Flüchtlinge am Hauptbahnhof Wien
ORF
Die meisten Flüchtenden reisen vom Wiener Hauptbahnhof in ein anderes Land weiter

Derzeit würden die meisten Ukrainerinnen und Ukrainer noch weiter reisen und sie könnten bei der ÖBB dafür eine Ticket lösen, das gratis sei. „Wir haben auch gelernt, dass dieses Ticket für die Betroffenen ein Stück Sicherheit bedeutet. Das ist ein Papier, das man in der Hand hält, und auf dem dann etwa ‚München‘ steht“, erzählte der ÖBB-Spitzenmanager.

„Ukrainerinnen keine Angst vor Polizei“

„Wir leben die Tradition ‚Sicherheit und Fürsorge‘“, versicherte der ÖBB-Spitzenmanager dem ukrainischen Botschafter. Auch die Polizei agiere sehr hilfsorientiert, betonten Matthä und Schwertner unisono. „Unsere Ukrainer haben keine Angst vor der Polizei. Wenn sie Polizeipräsenz hier sehen, fühlen sie sich sicher“, sagte der Botschafter.

Während seines Rundgangs am Bahnhof wurde Chymynez wiederholt von gerade angekommenen Ukrainerinnen angesprochen, die über ihre Pläne und Probleme erzählten. „Ich bin gerade dabei, ein Visum für Großbritannien zu besorgen“, schilderte etwa eine Frau aus Krywyj Rih, der Heimatstadt von Präsident Wolodymyr Selenskyj.

Viele Fragen zur Registrierung noch offen

Dass viele Fragen offen sind, verdeutlichen auch die Fragen der aus Odessa geflohenen Sozialarbeiterin Oleksandra.
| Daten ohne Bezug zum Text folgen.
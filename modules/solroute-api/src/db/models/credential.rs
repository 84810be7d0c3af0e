use async_trait::async_trait;
use sqlx::PgPool;

use crate::error::StoreError;
use crate::traits::CredentialStore;

/// Token lookups against the `auth` table. Tokens are matched verbatim.
#[derive(Clone)]
pub struct PgCredentialStore {
    pool: PgPool,
}

impl PgCredentialStore {
    pub fn new(pool: PgPool) -> Self {
        Self { pool }
    }
}

#[async_trait]
impl CredentialStore for PgCredentialStore {
    async fn resolve(&self, token: &str) -> Result<Option<i64>, StoreError> {
        let row = sqlx::query_as::<_, (i64,)>("SELECT userid FROM auth WHERE cookie = $1")
            .bind(token)
            .fetch_optional(&self.pool)
            .await?;

        Ok(row.map(|(user_id,)| user_id))
    }
}
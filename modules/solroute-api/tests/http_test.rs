//! HTTP surface tests. The router runs in-process against in-memory stores
//! and a mock platform; no sockets are opened.

use std::sync::Arc;

use axum::body::{to_bytes, Body};
use axum::http::{header, Method, Request, StatusCode};
use axum::Router;
use serde_json::{json, Value};
use tower::ServiceExt;

use solroute_api::build_router;
use solroute_api::db::OperationStatus;
use solroute_api::runner::RunOutcome;
use solroute_api::testing::{
    app_state, GatedSleeper, MemoryCredentialStore, MemoryOperationStore, MockAutomation,
    RecordingSleeper,
};
use solroute_api::traits::{OperationStore, Sleeper};
use solroute_api::AppState;

const TOKEN: &str = "token-alice";
const OTHER_TOKEN: &str = "token-bob";

struct Harness {
    state: Arc<AppState>,
    app: Router,
    operations: Arc<MemoryOperationStore>,
    automation: Arc<MockAutomation>,
}

fn harness_with(automation: MockAutomation, sleeper: Arc<dyn Sleeper>) -> Harness {
    let operations = Arc::new(MemoryOperationStore::new());
    let automation = Arc::new(automation);
    let credentials = MemoryCredentialStore::new()
        .with_token(TOKEN, 7)
        .with_token(OTHER_TOKEN, 8);
    let state = app_state(operations.clone(), credentials, automation.clone(), sleeper);
    Harness {
        app: build_router(state.clone(), &[]),
        state,
        operations,
        automation,
    }
}

fn harness() -> Harness {
    harness_with(MockAutomation::new(), Arc::new(RecordingSleeper::new()))
}

fn request(method: Method, uri: &str, token: Option<&str>, body: Option<Value>) -> Request<Body> {
    let mut builder = Request::builder().method(method).uri(uri);
    if let Some(token) = token {
        builder = builder.header(header::COOKIE, format!("Authorization={token}"));
    }
    let body = match body {
        Some(value) => {
            builder = builder.header(header::CONTENT_TYPE, "application/json");
            Body::from(value.to_string())
        }
        None => Body::empty(),
    };
    builder.body(body).unwrap()
}

async fn send(app: &Router, req: Request<Body>) -> (StatusCode, Value) {
    let response = app.clone().oneshot(req).await.unwrap();
    let status = response.status();
    let bytes = to_bytes(response.into_body(), usize::MAX).await.unwrap();
    let body = if bytes.is_empty() {
        Value::Null
    } else {
        serde_json::from_slice(&bytes).unwrap_or(Value::String(String::from_utf8_lossy(&bytes).into()))
    };
    (status, body)
}

async fn status_of(app: &Router, operation_id: &str) -> (StatusCode, Value) {
    send(
        app,
        request(
            Method::GET,
            &format!("/sol-route/operation-status?operationid={operation_id}"),
            Some(TOKEN),
            None,
        ),
    )
    .await
}

// =========================================================================
// Batch lifecycle
// =========================================================================

#[tokio::test]
async fn batch_is_active_until_the_run_completes() {
    let sleeper = Arc::new(GatedSleeper::new());
    let h = harness_with(MockAutomation::new(), sleeper.clone());

    let (status, body) = send(
        &h.app,
        request(
            Method::POST,
            "/sol-route/batch-comments",
            Some(TOKEN),
            Some(json!({"mint": "ABC", "variable": [0, 0], "comments": ["a", "b"]})),
        ),
    )
    .await;
    assert_eq!(status, StatusCode::CREATED);
    let operation_id = body["operation_id"].as_str().unwrap().to_string();
    assert!(!operation_id.is_empty());

    // The run is parked in its first delay.
    let (status, body) = status_of(&h.app, &operation_id).await;
    assert_eq!(status, StatusCode::OK);
    assert_eq!(body, json!({"operation_id": operation_id, "is_active": true}));

    sleeper.release(2);
    let report = h.state.scheduler.wait(&operation_id).await.unwrap();
    assert_eq!(report.outcome, RunOutcome::Completed);
    assert_eq!(report.submitted, 2);

    let (_, body) = status_of(&h.app, &operation_id).await;
    assert_eq!(body["is_active"], json!(false));

    let texts: Vec<_> = h.automation.posted().into_iter().map(|p| p.text).collect();
    assert_eq!(texts, vec!["a", "b"]);
}

#[tokio::test]
async fn batch_records_owner_and_target() {
    let h = harness();

    let (_, body) = send(
        &h.app,
        request(
            Method::POST,
            "/sol-route/batch-comments",
            Some(OTHER_TOKEN),
            Some(json!({"mint": "XYZ", "variable": [0, 0], "comments": []})),
        ),
    )
    .await;
    let operation_id = body["operation_id"].as_str().unwrap().to_string();
    h.state.scheduler.wait(&operation_id).await;

    let operation = h.operations.find(&operation_id).await.unwrap().unwrap();
    assert_eq!(operation.owner_id, 8);
    assert_eq!(operation.target, "XYZ");
    assert_eq!(operation.status, OperationStatus::Finished);
}

#[tokio::test]
async fn batch_with_wrong_variable_type_is_rejected() {
    let h = harness();

    let (status, body) = send(
        &h.app,
        request(
            Method::POST,
            "/sol-route/batch-comments",
            Some(TOKEN),
            Some(json!({"mint": "ABC", "variable": "notanarray", "comments": ["a"]})),
        ),
    )
    .await;

    assert_eq!(status, StatusCode::BAD_REQUEST);
    assert_eq!(body["field"], json!("variable"));
    assert_eq!(body["expected_type"], json!("array of integers"));
    assert_eq!(body["received_type"], json!("string"));
    assert!(h.state.scheduler.in_flight_ids().await.is_empty());
}

#[tokio::test]
async fn malformed_json_is_rejected() {
    let h = harness();
    let req = Request::builder()
        .method(Method::POST)
        .uri("/sol-route/batch-comments")
        .header(header::COOKIE, format!("Authorization={TOKEN}"))
        .body(Body::from("{nope"))
        .unwrap();

    let (status, body) = send(&h.app, req).await;
    assert_eq!(status, StatusCode::BAD_REQUEST);
    assert_eq!(body, json!({"error": "Invalid JSON format"}));
}

#[tokio::test]
async fn unknown_operation_is_inactive() {
    let h = harness();
    let (status, body) = status_of(&h.app, "does-not-exist").await;
    assert_eq!(status, StatusCode::OK);
    assert_eq!(body, json!({"operation_id": "does-not-exist", "is_active": false}));
}

#[tokio::test]
async fn status_without_id_is_bad_request() {
    let h = harness();
    for uri in ["/sol-route/operation-status", "/sol-route/operation-status?operationid="] {
        let (status, body) = send(&h.app, request(Method::GET, uri, Some(TOKEN), None)).await;
        assert_eq!(status, StatusCode::BAD_REQUEST);
        assert_eq!(body, json!({"error": "Missing operation ID"}));
    }
}

// =========================================================================
// Stop
// =========================================================================

#[tokio::test]
async fn owner_can_stop_an_operation() {
    let h = harness();
    h.operations.insert("op-1", 7, "ABC");

    let (status, body) = send(
        &h.app,
        request(
            Method::POST,
            "/sol-route/operation-stop",
            Some(TOKEN),
            Some(json!({"operation_id": "op-1"})),
        ),
    )
    .await;

    assert_eq!(status, StatusCode::OK);
    assert_eq!(body, json!({"operation_id": "op-1", "is_active": false}));
    assert_eq!(h.operations.status("op-1"), Some(OperationStatus::Finished));
}

#[tokio::test]
async fn stopping_twice_only_transitions_once() {
    let h = harness();
    h.operations.insert("op-1", 7, "ABC");

    for _ in 0..2 {
        let (status, body) = send(
            &h.app,
            request(
                Method::POST,
                "/sol-route/operation-stop",
                Some(TOKEN),
                Some(json!({"operation_id": "op-1"})),
            ),
        )
        .await;
        assert_eq!(status, StatusCode::OK);
        assert_eq!(body, json!({"operation_id": "op-1", "is_active": false}));
    }

    assert_eq!(h.operations.finish_calls(), 2);
    assert!(!h.operations.finish("op-1").await.unwrap());
    assert_eq!(h.operations.status("op-1"), Some(OperationStatus::Finished));
}

#[tokio::test]
async fn stopping_an_unknown_operation_is_a_no_op() {
    let h = harness();

    let (status, body) = send(
        &h.app,
        request(
            Method::POST,
            "/sol-route/operation-stop",
            Some(TOKEN),
            Some(json!({"operation_id": "does-not-exist"})),
        ),
    )
    .await;

    assert_eq!(status, StatusCode::OK);
    assert_eq!(body, json!({"operation_id": "does-not-exist", "is_active": false}));
    assert!(h.operations.status("does-not-exist").is_none());
    assert!(!h.operations.is_active("does-not-exist").await.unwrap());
}

#[tokio::test]
async fn stopping_someone_elses_operation_is_not_found() {
    let h = harness();
    h.operations.insert("op-1", 7, "ABC");

    let (status, body) = send(
        &h.app,
        request(
            Method::POST,
            "/sol-route/operation-stop",
            Some(OTHER_TOKEN),
            Some(json!({"operation_id": "op-1"})),
        ),
    )
    .await;

    assert_eq!(status, StatusCode::NOT_FOUND);
    assert_eq!(body, json!({"error": "Operation not found"}));
    assert_eq!(h.operations.status("op-1"), Some(OperationStatus::Ongoing));
}

#[tokio::test]
async fn stopped_batch_halts_before_its_next_comment() {
    let sleeper = Arc::new(GatedSleeper::new());
    let h = harness_with(MockAutomation::new(), sleeper.clone());

    let (_, body) = send(
        &h.app,
        request(
            Method::POST,
            "/sol-route/batch-comments",
            Some(TOKEN),
            Some(json!({"mint": "ABC", "variable": [0, 0], "comments": ["a", "b", "c"]})),
        ),
    )
    .await;
    let operation_id = body["operation_id"].as_str().unwrap().to_string();

    let (status, _) = send(
        &h.app,
        request(
            Method::POST,
            "/sol-route/operation-stop",
            Some(TOKEN),
            Some(json!({"operation_id": operation_id})),
        ),
    )
    .await;
    assert_eq!(status, StatusCode::OK);

    sleeper.release(3);
    let report = h.state.scheduler.wait(&operation_id).await.unwrap();
    assert_eq!(report.outcome, RunOutcome::Stopped);
    assert!(report.submitted <= 1);
    assert_eq!(h.operations.finish_calls(), 1);
}

// =========================================================================
// Authentication
// =========================================================================

#[tokio::test]
async fn missing_cookie_is_denied_before_body_validation() {
    let h = harness();
    let (status, body) = send(
        &h.app,
        request(
            Method::POST,
            "/sol-route/batch-comments",
            None,
            Some(json!({"variable": "notanarray"})),
        ),
    )
    .await;

    assert_eq!(status, StatusCode::UNAUTHORIZED);
    assert_eq!(body, json!({"error": "Access Denied"}));
}

#[tokio::test]
async fn unknown_token_is_rejected() {
    let h = harness();
    let (status, body) = status_of_with_token(&h.app, "nope").await;
    assert_eq!(status, StatusCode::UNAUTHORIZED);
    assert_eq!(body, json!({"error": "Invalid Auth Token"}));
}

#[tokio::test]
async fn credential_store_failure_is_a_server_error() {
    let operations = Arc::new(MemoryOperationStore::new());
    let state = app_state(
        operations,
        MemoryCredentialStore::unavailable(),
        Arc::new(MockAutomation::new()),
        Arc::new(RecordingSleeper::new()),
    );
    let app = build_router(state, &[]);

    let (status, body) = status_of_with_token(&app, TOKEN).await;
    assert_eq!(status, StatusCode::INTERNAL_SERVER_ERROR);
    assert_eq!(body, json!({"error": "Authentication Failed"}));
}

async fn status_of_with_token(app: &Router, token: &str) -> (StatusCode, Value) {
    send(
        app,
        request(
            Method::GET,
            "/sol-route/operation-status?operationid=x",
            Some(token),
            None,
        ),
    )
    .await
}

// =========================================================================
// Single actions
// =========================================================================

#[tokio::test]
async fn comment_is_posted_with_link() {
    let h = harness();
    let (status, body) = send(
        &h.app,
        request(
            Method::POST,
            "/sol-route/comment",
            Some(TOKEN),
            Some(json!({"mint": "ABC", "message": "gm", "link": "https://img.test/a.png"})),
        ),
    )
    .await;

    assert_eq!(status, StatusCode::OK);
    assert_eq!(body, json!({"status": "Comment posted successfully"}));

    let posted = h.automation.posted();
    assert_eq!(posted.len(), 1);
    assert_eq!(posted[0].target, "ABC");
    assert_eq!(posted[0].attachment.as_deref(), Some("https://img.test/a.png"));
}

#[tokio::test]
async fn comment_login_failure_is_reported() {
    let h = harness_with(
        MockAutomation::new().fail_auth_on(0),
        Arc::new(RecordingSleeper::new()),
    );
    let (status, body) = send(
        &h.app,
        request(
            Method::POST,
            "/sol-route/comment",
            Some(TOKEN),
            Some(json!({"mint": "ABC", "message": "gm"})),
        ),
    )
    .await;

    assert_eq!(status, StatusCode::INTERNAL_SERVER_ERROR);
    assert_eq!(body, json!({"error": "Failed to start client"}));
}

#[tokio::test]
async fn comment_submission_failure_is_reported() {
    let h = harness_with(
        MockAutomation::new().fail_comment("gm"),
        Arc::new(RecordingSleeper::new()),
    );
    let (status, body) = send(
        &h.app,
        request(
            Method::POST,
            "/sol-route/comment",
            Some(TOKEN),
            Some(json!({"mint": "ABC", "message": "gm"})),
        ),
    )
    .await;

    assert_eq!(status, StatusCode::INTERNAL_SERVER_ERROR);
    assert_eq!(body, json!({"error": "Failed to post comment"}));
}

#[tokio::test]
async fn like_is_submitted() {
    let h = harness();
    let (status, body) = send(
        &h.app,
        request(
            Method::POST,
            "/sol-route/like",
            Some(TOKEN),
            Some(json!({"message_id": "12345"})),
        ),
    )
    .await;

    assert_eq!(status, StatusCode::OK);
    assert_eq!(body, json!({"status": "Message liked successfully"}));
    assert_eq!(h.automation.liked(), vec!["12345".to_string()]);
}

// =========================================================================
// Routing
// =========================================================================

#[tokio::test]
async fn wrong_method_is_405() {
    let h = harness();
    let (status, body) = send(
        &h.app,
        request(Method::GET, "/sol-route/batch-comments", Some(TOKEN), None),
    )
    .await;

    assert_eq!(status, StatusCode::METHOD_NOT_ALLOWED);
    assert_eq!(body, json!({"error": "Method not allowed"}));
}

#[tokio::test]
async fn health_needs_no_credentials() {
    let h = harness();
    let (status, body) = send(&h.app, request(Method::GET, "/health", None, None)).await;
    assert_eq!(status, StatusCode::OK);
    assert_eq!(body, json!("ok"));
}
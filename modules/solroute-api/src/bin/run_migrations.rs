//! Applies pending SQLx migrations and exits.
//!
//! Migrations are embedded at compile time. Run this before starting the
//! server when migrations should not happen on boot.

use sqlx::postgres::PgPoolOptions;

#[tokio::main]
async fn main() -> Result<(), Box<dyn std::error::Error>> {
    dotenvy::dotenv().ok();

    let database_url = std::env::var("DATABASE_URL").map_err(|_| "DATABASE_URL must be set")?;

    println!("Running database migrations...");

    let pool = PgPoolOptions::new()
        .max_connections(2)
        .connect(&database_url)
        .await?;

    sqlx::migrate!("../../migrations").run(&pool).await?;
    pool.close().await;

    println!("Migrations completed successfully.");

    Ok(())
}
//! Batch operation runner.
//!
//! Posts an ordered list of comments against one target, one fresh platform
//! session per comment, pausing a random delay before each submission. The
//! operation's stored status is checked before every step; once it is no
//! longer `ongoing` the run stops and leaves the row alone.

use std::sync::Arc;
use std::time::Duration;

use rand::Rng;
use tracing::{debug, error, info, warn};

use crate::traits::{Automation, OperationStore, Sleeper};

/// Inclusive range of whole seconds to wait before each submission.
#[derive(Debug, Clone, Copy, PartialEq, Eq)]
pub struct DelayRange {
    min_secs: u64,
    max_secs: u64,
}

impl DelayRange {
    /// `None` when `min_secs > max_secs`.
    pub fn new(min_secs: u64, max_secs: u64) -> Option<Self> {
        (min_secs <= max_secs).then_some(Self { min_secs, max_secs })
    }

    pub fn fixed(secs: u64) -> Self {
        Self {
            min_secs: secs,
            max_secs: secs,
        }
    }

    pub fn min(&self) -> Duration {
        Duration::from_secs(self.min_secs)
    }

    pub fn max(&self) -> Duration {
        Duration::from_secs(self.max_secs)
    }

    /// Draw a delay uniformly from the range. A degenerate range is returned as-is.
    pub fn sample<R: Rng + ?Sized>(&self, rng: &mut R) -> Duration {
        if self.min_secs == self.max_secs {
            return Duration::from_secs(self.min_secs);
        }
        Duration::from_secs(rng.random_range(self.min_secs..=self.max_secs))
    }
}

#[derive(Debug, Clone)]
pub struct BatchJob {
    pub operation_id: String,
    pub target: String,
    pub comments: Vec<String>,
    pub delay: DelayRange,
}

#[derive(Debug, Clone, Copy, PartialEq, Eq)]
pub enum RunOutcome {
    /// Every comment was attempted and the operation was marked finished.
    Completed,
    /// The operation went inactive (or its status could not be read) mid-run.
    Stopped,
}

#[derive(Debug, Clone, PartialEq, Eq)]
pub struct RunReport {
    pub operation_id: String,
    pub submitted: usize,
    pub failed: usize,
    pub outcome: RunOutcome,
}

pub struct BatchRunner {
    operations: Arc<dyn OperationStore>,
    automation: Arc<dyn Automation>,
    sleeper: Arc<dyn Sleeper>,
}

impl BatchRunner {
    pub fn new(
        operations: Arc<dyn OperationStore>,
        automation: Arc<dyn Automation>,
        sleeper: Arc<dyn Sleeper>,
    ) -> Self {
        Self {
            operations,
            automation,
            sleeper,
        }
    }

    pub async fn run(&self, job: BatchJob) -> RunReport {
        let operation_id = job.operation_id.as_str();
        let mut submitted = 0;
        let mut failed = 0;

        info!(
            operation_id,
            target = %job.target,
            comments = job.comments.len(),
            min_delay_secs = job.delay.min().as_secs(),
            max_delay_secs = job.delay.max().as_secs(),
            "Batch run starting"
        );

        for (step, comment) in job.comments.iter().enumerate() {
            match self.operations.is_active(operation_id).await {
                Ok(true) => {}
                Ok(false) => {
                    info!(operation_id, step, submitted, "Operation no longer active, stopping");
                    return report(&job, submitted, failed, RunOutcome::Stopped);
                }
                Err(e) => {
                    error!(operation_id, step, error = %e, "Failed to check operation status, stopping");
                    return report(&job, submitted, failed, RunOutcome::Stopped);
                }
            }

            let mut session = match self.automation.authenticate().await {
                Ok(session) => session,
                Err(e) => {
                    warn!(operation_id, step, error = %e, "Failed to start platform session");
                    failed += 1;
                    continue;
                }
            };

            let delay = {
                let mut rng = rand::rng();
                job.delay.sample(&mut rng)
            };
            debug!(operation_id, step, delay_secs = delay.as_secs(), "Waiting before submission");
            self.sleeper.sleep(delay).await;

            match session.post_comment(&job.target, comment, None).await {
                Ok(()) => submitted += 1,
                Err(e) => {
                    warn!(operation_id, step, error = %e, "Failed to post comment");
                    failed += 1;
                }
            }
        }

        match self.operations.finish(operation_id).await {
            Ok(true) => {}
            Ok(false) => debug!(operation_id, "Operation was already finished"),
            Err(e) => error!(operation_id, error = %e, "Failed to mark operation finished"),
        }

        info!(operation_id, submitted, failed, "Batch run complete");
        report(&job, submitted, failed, RunOutcome::Completed)
    }
}

fn report(job: &BatchJob, submitted: usize, failed: usize, outcome: RunOutcome) -> RunReport {
    RunReport {
        operation_id: job.operation_id.clone(),
        submitted,
        failed,
        outcome,
    }
}
//! Error taxonomy for the API and its background runs.
//!
//! Library errors are `thiserror` enums; `ApiError` folds them into HTTP
//! responses with a JSON body of the form
//! `{"error": ..., "field": ..., "expected_type": ..., "received_type": ...}`.

use axum::{
    http::StatusCode,
    response::{IntoResponse, Json, Response},
};
use serde::Serialize;
use thiserror::Error;
use tracing::error;

#[derive(Debug, Error)]
pub enum StoreError {
    #[error("Database error: {0}")]
    Database(#[from] sqlx::Error),

    #[error("Store unavailable: {0}")]
    Unavailable(String),
}

#[derive(Debug, Error)]
pub enum AutomationError {
    #[error("Authentication failed: {0}")]
    Auth(String),

    #[error("Authentication required")]
    AuthRequired,

    #[error("Submission failed: {0}")]
    Submission(String),
}

#[derive(Debug, Error)]
pub enum AuthError {
    #[error("Access Denied")]
    MissingCredential,

    #[error("Invalid Auth Token")]
    InvalidCredential,

    #[error("Authentication Failed")]
    Store(#[source] StoreError),
}

/// A request field that is missing, mistyped or out of range.
#[derive(Debug, Clone, PartialEq, Eq, Error)]
#[error("{message}")]
pub struct ValidationError {
    pub message: String,
    pub field: Option<&'static str>,
    pub expected_type: Option<&'static str>,
    pub received_type: Option<String>,
}

impl ValidationError {
    pub fn new(message: impl Into<String>) -> Self {
        Self {
            message: message.into(),
            field: None,
            expected_type: None,
            received_type: None,
        }
    }

    pub fn invalid_json() -> Self {
        Self::new("Invalid JSON format")
    }

    pub fn for_field(field: &'static str, message: impl Into<String>) -> Self {
        Self {
            field: Some(field),
            ..Self::new(message)
        }
    }

    pub fn wrong_type(
        field: &'static str,
        message: impl Into<String>,
        expected: &'static str,
        received: impl Into<String>,
    ) -> Self {
        Self {
            message: message.into(),
            field: Some(field),
            expected_type: Some(expected),
            received_type: Some(received.into()),
        }
    }
}

#[derive(Debug, Error)]
pub enum ApiError {
    #[error(transparent)]
    Validation(#[from] ValidationError),

    #[error(transparent)]
    Auth(#[from] AuthError),

    #[error(transparent)]
    Store(#[from] StoreError),

    #[error("{context}: {source}")]
    Automation {
        context: &'static str,
        #[source]
        source: AutomationError,
    },

    #[error("{0}")]
    BadRequest(&'static str),

    #[error("{0}")]
    NotFound(&'static str),

    #[error("Method not allowed")]
    MethodNotAllowed,
}

impl ApiError {
    pub fn automation(context: &'static str, source: AutomationError) -> Self {
        ApiError::Automation { context, source }
    }

    pub fn status(&self) -> StatusCode {
        match self {
            ApiError::Validation(_) | ApiError::BadRequest(_) => StatusCode::BAD_REQUEST,
            ApiError::Auth(AuthError::Store(_)) => StatusCode::INTERNAL_SERVER_ERROR,
            ApiError::Auth(_) => StatusCode::UNAUTHORIZED,
            ApiError::Store(_) | ApiError::Automation { .. } => StatusCode::INTERNAL_SERVER_ERROR,
            ApiError::NotFound(_) => StatusCode::NOT_FOUND,
            ApiError::MethodNotAllowed => StatusCode::METHOD_NOT_ALLOWED,
        }
    }

    fn body(&self) -> ErrorResponse {
        match self {
            ApiError::Validation(v) => ErrorResponse {
                error: v.message.clone(),
                field: v.field,
                expected_type: v.expected_type,
                received_type: v.received_type.clone(),
            },
            ApiError::Auth(e) => ErrorResponse::message(e.to_string()),
            ApiError::Store(_) => ErrorResponse::message("Internal server error"),
            ApiError::Automation { context, .. } => ErrorResponse::message(*context),
            other => ErrorResponse::message(other.to_string()),
        }
    }
}

#[derive(Debug, Serialize)]
pub struct ErrorResponse {
    pub error: String,
    #[serde(skip_serializing_if = "Option::is_none")]
    pub field: Option<&'static str>,
    #[serde(skip_serializing_if = "Option::is_none")]
    pub expected_type: Option<&'static str>,
    #[serde(skip_serializing_if = "Option::is_none")]
    pub received_type: Option<String>,
}

impl ErrorResponse {
    fn message(error: impl Into<String>) -> Self {
        Self {
            error: error.into(),
            field: None,
            expected_type: None,
            received_type: None,
        }
    }
}

impl IntoResponse for ApiError {
    fn into_response(self) -> Response {
        match &self {
            ApiError::Store(e) => error!(error = %e, "Store failure"),
            ApiError::Auth(AuthError::Store(e)) => error!(error = %e, "Credential lookup failed"),
            ApiError::Automation { context, source } => {
                error!(error = %source, context, "Automation failure")
            }
            _ => {}
        }
        (self.status(), Json(self.body())).into_response()
    }
}
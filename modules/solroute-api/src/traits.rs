// Trait seams between the HTTP surface, the batch runner and the outside world.
//
// OperationStore / CredentialStore: Postgres in production, in-memory in tests.
// Automation / AutomationSession: the platform client; one session per identity.
// Sleeper: the runner's only suspension point, swappable so tests never wait.

use std::time::Duration;

use async_trait::async_trait;

use crate::db::models::operation::Operation;
use crate::error::{AutomationError, StoreError};

// ---------------------------------------------------------------------------
// Stores
// ---------------------------------------------------------------------------

/// Durable bookkeeping of batch operations. Status is the single coordination
/// primitive between request handlers and background runs.
#[async_trait]
pub trait OperationStore: Send + Sync {
    /// Insert an `ongoing` operation and return its fresh identifier.
    async fn create(&self, owner_id: i64, target: &str) -> Result<String, StoreError>;

    /// Whether the operation is `ongoing`. Unknown identifiers are inactive.
    async fn is_active(&self, operation_id: &str) -> Result<bool, StoreError>;

    /// Move `ongoing` to `finished`. Returns whether this call made the
    /// transition; finished or unknown operations are left untouched.
    async fn finish(&self, operation_id: &str) -> Result<bool, StoreError>;

    async fn find(&self, operation_id: &str) -> Result<Option<Operation>, StoreError>;
}

/// Maps opaque bearer tokens to user identifiers.
#[async_trait]
pub trait CredentialStore: Send + Sync {
    async fn resolve(&self, token: &str) -> Result<Option<i64>, StoreError>;
}

// ---------------------------------------------------------------------------
// Automation
// ---------------------------------------------------------------------------

/// Produces logged-in platform sessions. Every call yields a new identity.
#[async_trait]
pub trait Automation: Send + Sync {
    async fn authenticate(&self) -> Result<Box<dyn AutomationSession>, AutomationError>;
}

#[async_trait]
pub trait AutomationSession: Send {
    async fn post_comment(
        &mut self,
        target: &str,
        text: &str,
        attachment: Option<&str>,
    ) -> Result<(), AutomationError>;

    async fn like(&mut self, message_id: &str) -> Result<(), AutomationError>;
}

// ---------------------------------------------------------------------------
// Sleeper
// ---------------------------------------------------------------------------

#[async_trait]
pub trait Sleeper: Send + Sync {
    async fn sleep(&self, duration: Duration);
}

pub struct TokioSleeper;

#[async_trait]
impl Sleeper for TokioSleeper {
    async fn sleep(&self, duration: Duration) {
        tokio::time::sleep(duration).await;
    }
}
Sie war vergangene Woche in Wien angekommen und ist derzeit im Wiener Hotel Ananas untergebracht, das 450 Zimmer für Vertriebene aus der Ukraine geöffnet hat. Oleksandra wollte von einem Caritas-Vertreter wissen, wann sie mit nötigen Registrierungspapieren rechnen könne. Dieser versicherte, dass dies wohl bald geschehen würde. Sie müsse sich keine Sorgen machen, man kümmere sich hier in Österreich um Notfallunterkünfte und Verpflegung, beruhigte der Caritas-Vertreter.

Die Geschäftsführerin von SOS Kinderdorf, Nora Deinhammer, hat am Mittwoch an österreichische Entscheidungsträger appelliert, sich in Hinblick auf die große Anzahl zu erwartender Kindergarten- und Schulkinder aus der Ukraine auf Herausforderungen im Bildungssektor vorzubereiten.

„Es ist ganz wichtig, dass ukrainische Experten, Psychologen und Lehrer rasch die Möglichkeit erhalten, ihre Qualifikation hier anerkennen zu lassen“, sagte sie bei einer Pressekonferenz in Wien. Konkrete Gespräche mit verantwortlichen Politikern in Bezug auf die Anerkennung von ukrainischen Qualifikation habe sie noch keine geführt. Dies sei einstweilen ein Appell von SOS Kinderdorf, erläuterte sie.